Göz tembelliği nedir?
Çocuklarda görmenin normal bir şekilde gelişebilmesi için her iki gözün doğumdan itibaren net, kaliteli ve eşit görsel uyarıları beyine göndermesi gerekir. Bu gelişim sürecine engel olan her durum göz tembelliği (ambliyopi) ile sonuçlanır. Göz tembelliğinde genellikle tek taraflı bazen de çift taraflı olarak görme keskinliğinde gözlükle düzeltilemeyen bir azalma mevcuttur. Göz tembelliği toplumun %2-4 'ünde karşılaştığımız oldukça sık rastlanan bir problemdir. Çocukluk çağı görme kaybı nedenleri arasında en baş sıralardadır. Ancak, hayatın ilk yıllarında tanındığı ve tedavi edildiği takdirde düzeltilebilen bir sorundur.

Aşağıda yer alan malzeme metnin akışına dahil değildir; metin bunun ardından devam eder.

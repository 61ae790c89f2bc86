//! Callback type for user-supplied handlers.
//!
//! Hooks store the functions their callers pass in (timeout bodies, event
//! handlers, validators) as [`Callback`]s so they can be cloned into listeners
//! and effects without boxing at every call site.
//!
//! ## Example
//!
//! ```ignore
//! use hookshelf_hooks::Callback;
//!
//! let on_tick = Callback::new(|n: u32| n + 1);
//! assert_eq!(on_tick.call(1), 2);
//! ```

use std::rc::Rc;

/// A cloneable, reference-counted function (single-threaded: not `Send`)
pub struct Callback<Args = (), Ret = ()> {
	inner: Rc<dyn Fn(Args) -> Ret + 'static>,
}

impl<Args, Ret> Callback<Args, Ret> {
	/// Creates a new Callback from a function or closure.
	pub fn new<F>(f: F) -> Self
	where
		F: Fn(Args) -> Ret + 'static,
	{
		Self { inner: Rc::new(f) }
	}

	/// Calls the callback with the given arguments.
	pub fn call(&self, args: Args) -> Ret {
		(self.inner)(args)
	}

	/// Whether both callbacks wrap the same function
	pub fn ptr_eq(&self, other: &Self) -> bool {
		Rc::ptr_eq(&self.inner, &other.inner)
	}
}

impl<Args, Ret> Clone for Callback<Args, Ret> {
	fn clone(&self) -> Self {
		Self {
			inner: Rc::clone(&self.inner),
		}
	}
}

impl<Args, Ret> std::fmt::Debug for Callback<Args, Ret> {
	fn fmt(&self, f: &mut std::fmt::Formatter<'_>) -> std::fmt::Result {
		f.debug_struct("Callback")
			.field("inner", &"<function>")
			.finish()
	}
}

impl<F, Args, Ret> From<F> for Callback<Args, Ret>
where
	F: Fn(Args) -> Ret + 'static,
{
	fn from(f: F) -> Self {
		Self::new(f)
	}
}
//! # Hookshelf
//!
//! Browser UI hooks for Rust and WebAssembly.
//!
//! This facade re-exports the two workspace crates:
//!
//! - [`reactive`]: the fine-grained runtime (signals, effects, memos, scopes)
//! - [`hooks`]: the hooks themselves, plus [`mount`] and the browser platform layer
//!
//! ## Quick Start
//!
//! ```ignore
//! use hookshelf::prelude::*;
//!
//! let (scope, counter) = mount(|| {
//!     let (count, set_count) = use_state(0);
//!     let saved = use_local_storage("count", Some(0));
//!     use_effect({
//!         let count = count.clone();
//!         move || saved.set(count.get())
//!     });
//!     (count, set_count)
//! });
//!
//! scope.dispose();
//! ```
//!
//! ## Feature Flags
//!
//! - `debug-hooks` - verbose hook tracing through `debug_log!` in debug builds

#![warn(missing_docs)]

pub use hookshelf_hooks as hooks;
pub use hookshelf_reactive as reactive;

pub use hookshelf_hooks::{Callback, HookError, mount};

/// Everything needed to write a component with hooks
pub mod prelude {
	pub use hookshelf_hooks::*;
}
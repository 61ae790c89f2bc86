//! Memoization hooks: use_memo and use_callback

use hookshelf_reactive::Memo;

use crate::callback::Callback;

/// Memoizes a computed value.
///
/// This is the React-like equivalent of `useMemo`. Dependencies are tracked
/// automatically: the value is recomputed on the first read after any signal
/// read by `f` changes.
///
/// # Example
///
/// ```ignore
/// use hookshelf_hooks::{use_memo, use_state};
///
/// let (items, _) = use_state(vec![1, 2, 3, 4, 5]);
/// let total = use_memo({
///     let items = items.clone();
///     move || items.get().iter().sum::<i32>()
/// });
/// ```
pub fn use_memo<T, F>(f: F) -> Memo<T>
where
	T: Clone + 'static,
	F: FnMut() -> T + 'static,
{
	Memo::new(f)
}

/// Wraps a function in a [`Callback`] that stays the same for the lifetime of
/// the component.
///
/// This is the React-like equivalent of `useCallback`. Since hooks run once
/// per mount, there is no dependency list: the callback reads whatever
/// signals it needs when it is called.
pub fn use_callback<Args, Ret, F>(f: F) -> Callback<Args, Ret>
where
	F: Fn(Args) -> Ret + 'static,
{
	Callback::new(f)
}

#[cfg(test)]
mod tests {
	use super::*;
	use crate::use_state;

	#[test]
	fn test_memo_follows_state() {
		let (count, set_count) = use_state(2);
		let squared = use_memo({
			let count = count.clone();
			move || count.get() * count.get()
		});

		assert_eq!(squared.get_untracked(), 4);
		set_count(3);
		assert_eq!(squared.get_untracked(), 9);
	}

	#[test]
	fn test_callback_reads_latest_state() {
		let (count, set_count) = use_state(0);
		let describe = use_callback({
			let count = count.clone();
			move |prefix: String| format!("{prefix}{}", count.get_untracked())
		});

		set_count(5);
		assert_eq!(describe.call("count=".to_string()), "count=5");
	}
}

Göz tembelliği neden olur?
Göz tembelliğinin nedeni doğuştan olan veya yaşamın ilk 4-5 yılında ortaya çıkan ve normal görme gelişim sürecini bozan bazı durumlardır. Bu durumlardan en önemlilerinden biri şaşılıktır; kayan gözde bir süre sonra tembellik gelişir. Bir gözde diğerinden daha yüksek kırma kusuru olması veya iki gözde birden yüksek kırma kusuru olması da göz tembelliğinin sık rastlanan nedenlerindendir. Hayatın ilk aylarında görülen doğumsal katarakt, glokom ve göz kapağı düşüklüğü gibi hastalıklar da beyni görsel uyarandan yoksun bırakarak görmenin gelişememesine ve şiddetli göz tembelliğine yol açabilir.

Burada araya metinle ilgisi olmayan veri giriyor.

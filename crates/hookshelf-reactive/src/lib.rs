//! Hookshelf Reactive - Fine-grained reactivity for browser hooks
//!
//! This crate is the host side of the hooks in `hookshelf-hooks`: it decides
//! when side effects run, when they re-run, and when they are torn down.
//!
//! - [`Signal`]: a value whose reads are tracked
//! - [`Effect`]: a side effect re-run when tracked signals change
//! - [`Memo`]: a cached derived value
//! - [`Scope`]: the lifetime of a mounted component; disposing it is the unmount
//!
//! ## Example
//!
//! ```ignore
//! use hookshelf_reactive::{Effect, Signal, mount, on_cleanup, own, with_runtime};
//!
//! let count = Signal::new(0);
//!
//! let (scope, ()) = mount(|| {
//!     let count = count.clone();
//!     own(Effect::new(move || {
//!         println!("count = {}", count.get());
//!         on_cleanup(|| println!("before next run or unmount"));
//!     }));
//! });
//!
//! count.set(1);
//! with_runtime(|rt| rt.flush_updates_enhanced());
//! scope.dispose();
//! ```

#![warn(missing_docs)]

mod effect;
mod memo;
pub mod runtime;
mod scope;
mod signal;

pub use effect::Effect;
pub use memo::Memo;
pub use runtime::{
	EffectTiming, NodeId, NodeType, Observer, Runtime, set_scheduler, untrack, with_runtime,
};
pub use scope::{Scope, mount, on_cleanup, own};
pub use signal::Signal;
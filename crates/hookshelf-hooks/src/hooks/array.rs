//! use_array

use hookshelf_reactive::Signal;

/// A reactive `Vec<T>` with array helpers
///
/// Every helper replaces the value and notifies dependents once.
/// `update` and `remove` with an index past the end do nothing.
#[derive(Debug, Clone)]
pub struct UseArray<T: 'static> {
	/// Current elements
	pub value: Signal<Vec<T>>,
}

impl<T: Clone + 'static> UseArray<T> {
	/// Current elements (tracked)
	pub fn get(&self) -> Vec<T> {
		self.value.get()
	}

	/// Replaces every element.
	pub fn set(&self, elements: Vec<T>) {
		self.value.set(elements);
	}

	/// Appends an element.
	pub fn push(&self, element: T) {
		self.value.update(|items| items.push(element));
	}

	/// Keeps only the elements for which `predicate` returns true.
	pub fn filter(&self, predicate: impl Fn(&T) -> bool) {
		self.value.update(|items| items.retain(|item| predicate(item)));
	}

	/// Replaces the element at `index`.
	pub fn update(&self, index: usize, element: T) {
		if index >= self.value.with_untracked(Vec::len) {
			return;
		}
		self.value.update(|items| items[index] = element);
	}

	/// Removes the element at `index`.
	pub fn remove(&self, index: usize) {
		if index >= self.value.with_untracked(Vec::len) {
			return;
		}
		self.value.update(|items| {
			items.remove(index);
		});
	}

	/// Removes every element.
	pub fn clear(&self) {
		self.value.set(Vec::new());
	}
}

/// Creates an array state seeded with `default`.
pub fn use_array<T: Clone + 'static>(default: Vec<T>) -> UseArray<T> {
	UseArray {
		value: Signal::new(default),
	}
}

#[cfg(test)]
mod tests {
	use super::*;
	use rstest::rstest;

	fn numbers() -> UseArray<i32> {
		use_array(vec![1, 2, 3, 4, 5, 6])
	}

	#[rstest]
	fn test_push_and_filter() {
		let array = numbers();
		array.push(7);
		array.filter(|n| n % 2 == 0);
		assert_eq!(array.value.get_untracked(), vec![2, 4, 6]);
	}

	#[rstest]
	#[case(1, Some(9), vec![1, 9, 3, 4, 5, 6])]
	#[case(6, Some(9), vec![1, 2, 3, 4, 5, 6])]
	#[case(0, None, vec![2, 3, 4, 5, 6])]
	#[case(42, None, vec![1, 2, 3, 4, 5, 6])]
	fn test_update_and_remove_by_index(
		#[case] index: usize,
		#[case] replacement: Option<i32>,
		#[case] expected: Vec<i32>,
	) {
		let array = numbers();
		match replacement {
			Some(value) => array.update(index, value),
			None => array.remove(index),
		}
		assert_eq!(array.value.get_untracked(), expected);
	}

	#[rstest]
	fn test_set_and_clear() {
		let array = numbers();
		array.set(vec![10]);
		assert_eq!(array.value.get_untracked(), vec![10]);
		array.clear();
		assert!(array.value.get_untracked().is_empty());
	}
}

Göz tembelliğinin belirtileri nelerdir?
Göz tembelliğinin nedeni şaşılık veya göz kapağında düşüklük ise aile tarafından fark edilir ve erken tanı ve tedavi mümkün olur. Ancak, göz tembelliğinin nedeni iki gözün kırma kusuru arasındaki fark ise çocuğun dış görünüşünde bir anormallik olmadığı için ve çocuk kırma kusuru düşük olan gözüyle de iyi gördüğü için ailenin anlaması çoğunlukla mümkün olmaz. Bu durum ancak belli zamanlarda yapılan düzenli göz muayenelerinde tespit edilebilir; aksi takdirde çocuk geç tanı alabilir. Geç başlanan tedaviye cevap zor alınmaktadır. Bu nedenle tüm çocuklar doğum sonrası ilk 3 ayda, 6. ay -1 yaş arası, 3 yaş ve 6 yaşında, hiçbir şikayet olmasa bile rutin göz muayenesinden geçmelidir.
Tedavisi nasıldır?
Göz tembelliğinin erken çocukluk döneminde rutin göz muayeneleri ile saptanması tedavinin etkinliği açısından çok önemlidir. Ne kadar erken tanı konulur ve tedavi başlanırsa o kadar etkili bir tedavi sağlanır. Geç başlanan tedaviye cevap yetersiz kalmaktadır. Göz tembelliği tedavisi en geç 10-12 yaşa kadar etkilidir. Göz tembelliği yapan sebep ne kadar küçük yaşta ortaya çıkmışsa tedavi o kadar zor ve uzundur. Göz tembelliği görme azalmasının yanı sıra derinlik hissinde de problemlere neden olmaktadır. Tanı ve tedavide geç kalındığı takdirde problem kalıcı hale gelir ve çocuğun ileriki hayatında meslek seçiminde dahi engel yaratabilir.
Tedavide ilk olarak, kırma kusurları gözlük ile düzeltilmelidir. Sonrasında tembel olan gözün “çalıştırılması” gereklidir. Bu amaçla iyi gören/kaymayan göze gün içinde belli sürelerle kapama tedavisi uygulanır. Ailenin kapama programını düzenli uygulaması çok önemlidir. Kapama en etkili tedavi olmakla birlikte alternatif olarak sağlam gözün atropin damla ile bulanıklaştırılması yöntemi de uygulanabilmektedir.
Beyni görsel uyaranlardan yoksun bırakarak göz tembelliğine neden olan doğumsal katarakt gibi durumlarda ise bebek en kısa zamanda ameliyat edilmeli ve görmeyi engelleyen sebep ortadan kaldırılmalıdır. Doğumsal kataraktlarda iyi bir görsel sonuç için, doğumdan sonraki ilk birkaç hafta içinde ameliyat yapılmalıdır. Sonrasında gözlük/lens ve kapama ile tedaviye devam edilir.